Tuesday, January 13

Dodging ghost crabs after dark

 Mum and I have enjoyed the most extraordinary experience.  Our turtle safari struck gold last night. Less than 15 minutes after driving on to the beach at Sodwana Bay we stumbled across a Leatherback turtle laying eggs above the high tide mark. The animal was enormous.  Our guide estimated she was at least 2 metres from head to tail with a flipper span of a similar size.

We found the turtle just as she was extracting the last few scoops of sand from her nesting hole.  The hole itself is surprisingly deep - at least 80cms.  We then knelt behind her and watched as she laid a large clutch of perfectly round white eggs at its base.  Our guide was almost beside himself with joy as he'd no seen such a large animal on the beach for some time.

As we watched the Leatherback covered the hole, then created a series of decoy "hole impressions" before slowly her way back down the beach into the Indian Ocean.  Our guide was incredibly conscious about the animal's welfare throughout the experience.  We shown how to keep our torch lights away from the turtle's upper body and flash photography was forbidden until the animal had finished laying and covering its eggs.
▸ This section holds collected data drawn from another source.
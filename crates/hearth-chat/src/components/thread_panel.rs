//! Side panel opened by Reply in Thread.

use dioxus::prelude::*;

use crate::state::ChatContext;

#[component]
pub fn ThreadPanel() -> Element {
    let mut ctx = use_context::<ChatContext>();
    let thread = ctx.thread.read().clone();
    let Some(root) = thread.and_then(|id| ctx.log.read().get(&id).cloned()) else {
        return rsx! {};
    };

    rsx! {
        aside { class: "thread-panel",
            div { class: "thread-header",
                span { class: "thread-title", "Thread" }
                button {
                    class: "thread-close",
                    onclick: move |_| ctx.thread.set(None),
                    "✕"
                }
            }
            div { class: "thread-root",
                div { class: "message-author", "{root.message.author.name}" }
                div { class: "message-content", "{root.message.text}" }
            }
            div { class: "thread-empty", "No replies yet" }
        }
    }
}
The ghost crabs were a final highlight of our late night excursion.  The beach we drove on to was relatively narrow.  In places less than ten metres separated the receding tide from enormous coastal dunes and crumbling cliffs.  This narrow fringe of sand was brimming with thousands upon thousands of stark white crabs scurrying madly in the beam of our headlights.  The sight of these dazzling white crustaceans darting about was most unexpected.

Ghost crabs are incredible creatures. The largest crab is rarely more than a few centimetres wide. They hide from predators by burrowing themselves in the sand during daylight hours. Then, as darkness falls, they surface in their millions to scavenge for food. Despite their tiny size they're incredibly agile. Until now I'd never seen one beyond an occasional television image.

I'm still in awe of the entire experience. We both agree that it was well worth staying up to 2am. The turtle was so large and so solid it's hard to describe was we witnessed. It was honestly one of the most incredible natural events I've ever had the privilege to see. Mum was simply blown away and said afterwards it was one of the highlights of our entire trip.


Earlier in the day we also took our final safari drive.  We were rewarded with an equally extra-ordinary viewing of a large male lion watching over two equally impressive lionesses. Then, as the sun sank low over the African landscape, Mum and I toasted the success of our safari.  Today we're off to Johannesburg to witness life in one of Africa's largest cities.